Provided material

use std::path::{Path, PathBuf};
use walkdir::WalkDir;

/// Extensions treated as images, matched case-insensitively
pub const IMAGE_EXTENSIONS: &[&str] = &["jpg", "jpeg", "png"];

/// Recursively collect image files under each directory.
///
/// Missing directories and unreadable entries produce a warning on stderr and
/// are skipped; the remaining directories are still scanned.
pub fn find_images<P: AsRef<Path>>(directories: &[P]) -> Vec<PathBuf> {
    let mut images = Vec::new();

    for dir in directories {
        let dir = dir.as_ref();

        if !dir.exists() {
            eprintln!("⚠ Directory not found: {}", dir.display());
            continue;
        }
        if !dir.is_dir() {
            eprintln!("⚠ Not a directory: {}", dir.display());
            continue;
        }

        for entry_result in WalkDir::new(dir).sort_by_file_name() {
            let entry = match entry_result {
                Ok(e) => e,
                Err(err) => {
                    if let Some(path) = err.path() {
                        eprintln!("⚠ Failed to access {}: {}", path.display(), err);
                    } else {
                        eprintln!("⚠ Directory walk error: {}", err);
                    }
                    continue;
                }
            };

            // Linked directories are not descended into; linked files count
            let path = entry.path();
            if !path.is_file() {
                continue;
            }

            if is_image_file(path) {
                images.push(path.to_path_buf());
            }
        }
    }

    images
}

/// Check a path against the extension allow-list
pub fn is_image_file(path: &Path) -> bool {
    let filename = path.file_name().and_then(|n| n.to_str()).unwrap_or("");

    // Skip AppleDouble files (._*), they are resource forks not images
    if filename.starts_with("._") {
        return false;
    }

    match path.extension() {
        Some(ext) => IMAGE_EXTENSIONS
            .iter()
            .any(|allowed| ext.eq_ignore_ascii_case(allowed)),
        None => false,
    }
}
use exif::{In, Tag};
use std::fs::File;
use std::io::{BufRead, BufReader, Seek};
use std::path::Path;

use crate::error::ScrubError;

/// GPS tags that give away where a picture was taken
const GPS_TAGS: &[Tag] = &[
    Tag::GPSLatitude,
    Tag::GPSLongitude,
    Tag::GPSAltitude,
    Tag::GPSDestLatitude,
    Tag::GPSDestLongitude,
];

/// What EXIF data an image carries
#[derive(Debug, Clone, Copy, Default, PartialEq, Eq)]
pub struct MetadataInventory {
    pub exif_fields: usize,
    pub has_gps: bool,
}

impl MetadataInventory {
    pub fn is_clean(&self) -> bool {
        self.exif_fields == 0
    }

    /// Short human description used on the success line
    pub fn describe(&self) -> String {
        match (self.exif_fields, self.has_gps) {
            (0, _) => "no EXIF found".to_string(),
            (n, true) => format!("{} EXIF fields, including GPS location", n),
            (n, false) => format!("{} EXIF fields", n),
        }
    }
}

/// Inventory the EXIF data of a file on disk
pub fn inspect_file(path: &Path) -> Result<MetadataInventory, ScrubError> {
    let file = File::open(path).map_err(|source| ScrubError::Open {
        path: path.to_path_buf(),
        source,
    })?;
    inspect(&mut BufReader::new(file))
}

/// Inventory the EXIF data of any JPEG/PNG/TIFF/WebP/HEIF container.
///
/// A missing or malformed EXIF block counts as no metadata: there is no tag
/// table a reader could recover from it.
pub fn inspect<R: BufRead + Seek>(reader: &mut R) -> Result<MetadataInventory, ScrubError> {
    match exif::Reader::new().read_from_container(reader) {
        Ok(exif) => {
            let has_gps = GPS_TAGS
                .iter()
                .any(|tag| exif.get_field(*tag, In::PRIMARY).is_some());
            Ok(MetadataInventory {
                exif_fields: exif.fields().count(),
                has_gps,
            })
        }
        Err(exif::Error::NotFound(_))
        | Err(exif::Error::BlankValue(_))
        | Err(exif::Error::InvalidFormat(_)) => Ok(MetadataInventory::default()),
        Err(e) => Err(ScrubError::Exif(e.to_string())),
    }
}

How to complete this task
What is needed is every line from the beginning of the data up to and including the line with "are still scanned.", given again word for word.

Response box
use std::path::{Path, PathBuf};
use walkdir::WalkDir;

/// Extensions treated as images, matched case-insensitively
pub const IMAGE_EXTENSIONS: &[&str] = &["jpg", "jpeg", "png"];

/// Recursively collect image files under each directory.
///
/// Missing directories and unreadable entries produce a warning on stderr and
/// are skipped; the remaining directories are still scanned.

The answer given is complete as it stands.